Il secondo è (se possibile) ancor più grave. I due partiti hanno infatti consentito una progressiva delegittimazione delle due figure chiave dell’esecutivo, cioè il premier e il ministro dell’economia, che hanno perso gran parte della loro credibilità proprio nelle giornate decisive del confronto europeo sulla manovra economica, con effetti micidiali sull’Italia ben visibili nella riunione di Bruxelles (per Conte) e nella parodia di Crozza (per Tria).

Al terzo posto c’è il pasticciato coinvolgimento del Quirinale nelle baruffe di queste ore, con effetto sgradevole oltre che sommamente inelegante. Qui però non si tratta di forma o di galateo, si tratta di sostanza politica ed istituzionale, a riprova di una persistente immaturità che continua ad essere elemento distintivo per molti attuali governanti (ogni riferimento al ministro Di Maio non è casuale).

Infine c’è un tema più generale, ma forse di rilevanza superiore rispetto a tutti gli altri. I leader di Lega e M5S hanno chiaramente lasciato intendere in queste ore che l’appuntamento del voto europeo di maggio è il loro primo pensiero (al punto che Salvini accarezza l’idea di un coinvolgimento in prima persona). Hanno cioè avvalorato l’idea per cui la dimensione del consenso e dell’azione politica è quella che occupa i loro pensieri dalla mattina alla sera.
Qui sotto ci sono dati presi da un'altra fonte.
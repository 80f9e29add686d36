//! Terminal presentation of scans: input, session state and link handling.

pub mod app;
pub mod input;
pub mod links;
pub mod session;

pub use app::{ScannerApp, ScannerError};
pub use input::{LineScanSource, ScanEvent, ScanSource};
pub use links::{LinkOpener, SystemLinkOpener, open_certificate};
pub use session::{Alert, ScanOutcome, ScanPhase, ScanRequest, ScanSession, ScanTicket};
//! Strongly-typed value objects used by domain entities.
//!
//! Store documents are loosely typed, so most wrappers here accept any text
//! (the normalizer substitutes empty strings for missing fields). Values that
//! carry a real constraint, such as URLs or scanned payloads, are checked at
//! construction.

use serde::{Deserialize, Serialize};
use std::fmt::{Display, Formatter};
use thiserror::Error;
use validator::ValidateUrl;

/// Errors produced when attempting to construct constrained domain types.
#[derive(Debug, Error, Clone, PartialEq, Eq)]
pub enum TypeConstraintError {
    /// A string was empty or whitespace-only after trimming.
    #[error("{0} cannot be empty")]
    EmptyString(&'static str),
    /// URL validation failed.
    #[error("{0} must be a valid URL")]
    InvalidUrl(&'static str),
}

fn trim_and_require_non_empty<S: Into<String>>(
    value: S,
    field: &'static str,
) -> Result<String, TypeConstraintError> {
    let trimmed = value.into().trim().to_string();
    if trimmed.is_empty() {
        Err(TypeConstraintError::EmptyString(field))
    } else {
        Ok(trimmed)
    }
}

/// Macro to generate text newtypes that accept any value, including the empty
/// string used as a default for missing document fields.
macro_rules! string_newtype {
    ($name:ident, $doc:expr) => {
        #[doc = $doc]
        #[derive(
            Clone, Debug, Default, Serialize, Deserialize, PartialEq, Eq, Hash, PartialOrd, Ord,
        )]
        #[serde(transparent)]
        pub struct $name(String);

        impl $name {
            /// Wraps the value as-is.
            pub fn new<S: Into<String>>(value: S) -> Self {
                Self(value.into())
            }

            /// Borrow the value as a string slice.
            pub fn as_str(&self) -> &str {
                &self.0
            }

            /// Returns `true` when the wrapped value is the empty string.
            pub fn is_empty(&self) -> bool {
                self.0.is_empty()
            }

            /// Consume the wrapper and return the owned string.
            pub fn into_inner(self) -> String {
                self.0
            }
        }

        impl Display for $name {
            fn fmt(&self, f: &mut Formatter<'_>) -> std::fmt::Result {
                write!(f, "{}", self.0)
            }
        }

        impl std::ops::Deref for $name {
            type Target = str;

            fn deref(&self) -> &Self::Target {
                self.as_str()
            }
        }

        impl AsRef<str> for $name {
            fn as_ref(&self) -> &str {
                self.as_str()
            }
        }

        impl From<String> for $name {
            fn from(value: String) -> Self {
                Self(value)
            }
        }

        impl From<&str> for $name {
            fn from(value: &str) -> Self {
                Self(value.to_string())
            }
        }

        impl From<$name> for String {
            fn from(value: $name) -> Self {
                value.0
            }
        }

        impl PartialEq<&str> for $name {
            fn eq(&self, other: &&str) -> bool {
                self.as_str() == *other
            }
        }

        impl PartialEq<$name> for &str {
            fn eq(&self, other: &$name) -> bool {
                *self == other.as_str()
            }
        }
    };
}

macro_rules! url_string_newtype {
    ($name:ident, $doc:expr, $field:expr) => {
        #[doc = $doc]
        #[derive(Clone, Debug, Serialize, Deserialize, PartialEq, Eq, Hash, PartialOrd, Ord)]
        #[serde(transparent)]
        pub struct $name(String);

        impl $name {
            /// Constructs a trimmed URL and validates its format.
            pub fn new<S: Into<String>>(value: S) -> Result<Self, TypeConstraintError> {
                let trimmed = trim_and_require_non_empty(value, $field)?;
                if !trimmed.as_str().validate_url() {
                    return Err(TypeConstraintError::InvalidUrl($field));
                }
                Ok(Self(trimmed))
            }

            /// Borrow the URL as a string slice.
            pub fn as_str(&self) -> &str {
                &self.0
            }

            /// Consume the wrapper and return the owned URL.
            pub fn into_inner(self) -> String {
                self.0
            }
        }

        impl Display for $name {
            fn fmt(&self, f: &mut Formatter<'_>) -> std::fmt::Result {
                write!(f, "{}", self.0)
            }
        }

        impl std::ops::Deref for $name {
            type Target = str;

            fn deref(&self) -> &Self::Target {
                self.as_str()
            }
        }

        impl AsRef<str> for $name {
            fn as_ref(&self) -> &str {
                self.as_str()
            }
        }

        impl TryFrom<String> for $name {
            type Error = TypeConstraintError;

            fn try_from(value: String) -> Result<Self, Self::Error> {
                Self::new(value)
            }
        }

        impl TryFrom<&str> for $name {
            type Error = TypeConstraintError;

            fn try_from(value: &str) -> Result<Self, Self::Error> {
                Self::new(value)
            }
        }

        impl From<$name> for String {
            fn from(value: $name) -> Self {
                value.0
            }
        }

        impl PartialEq<&str> for $name {
            fn eq(&self, other: &&str) -> bool {
                self.as_str() == *other
            }
        }
    };
}

string_newtype!(DocumentId, "Internal record identifier assigned by the store (`$id`).");
string_newtype!(
    ProductCode,
    "Business product identifier, the value encoded in a product's QR code."
);
string_newtype!(CategoryName, "Free-form product category name.");
url_string_newtype!(MediaUrl, "Link to a product image, certificate or page.", "media url");

/// Decoded QR payload accepted by the scanner.
///
/// Whitespace-only payloads are rejected, but the raw text is kept untouched
/// because it is compared verbatim against [`ProductCode`] values.
#[derive(Clone, Debug, PartialEq, Eq, Hash)]
pub struct ScanPayload(String);

impl ScanPayload {
    /// Accepts any payload that is not blank.
    pub fn new<S: Into<String>>(value: S) -> Result<Self, TypeConstraintError> {
        let value = value.into();
        if value.trim().is_empty() {
            return Err(TypeConstraintError::EmptyString("scan payload"));
        }
        Ok(Self(value))
    }

    /// Borrow the raw payload.
    pub fn as_str(&self) -> &str {
        &self.0
    }

    /// Returns `true` when the payload addresses the given product code.
    pub fn matches(&self, code: &ProductCode) -> bool {
        self.0 == code.as_str()
    }
}

impl Display for ScanPayload {
    fn fmt(&self, f: &mut Formatter<'_>) -> std::fmt::Result {
        write!(f, "{}", self.0)
    }
}

impl TryFrom<&str> for ScanPayload {
    type Error = TypeConstraintError;

    fn try_from(value: &str) -> Result<Self, Self::Error> {
        Self::new(value)
    }
}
Tutto ciò però è estremamente pericoloso mentre l’Italia sottopone una controversa manovra di bilancio al giudizio dei mercati e dei (feroci) partner Ue. È infatti evidente anche a un bambino che ogni segnale di disimpegno (perché di ciò si tratta, qualunque cosa di segno opposto dicano nelle prossime ore i protagonisti) finisce per peggiorare il nostro rating, poiché solo una granitica e compatta volontà politica di sostenere il governo e le sue scelte di bilancio può arginare i giudizi negativi che stanno facendo il giro del mondo e che rischiano di avere effetti devastanti (vedi impennata dello spread).

Pur in assenza di ogni segno di vita dalle opposizioni, M5S e Lega sembrano dunque già avvitarsi in un clima di sospetti, rancori e ripicche. Così i governi servono a poco e, generalmente, durano anche poco.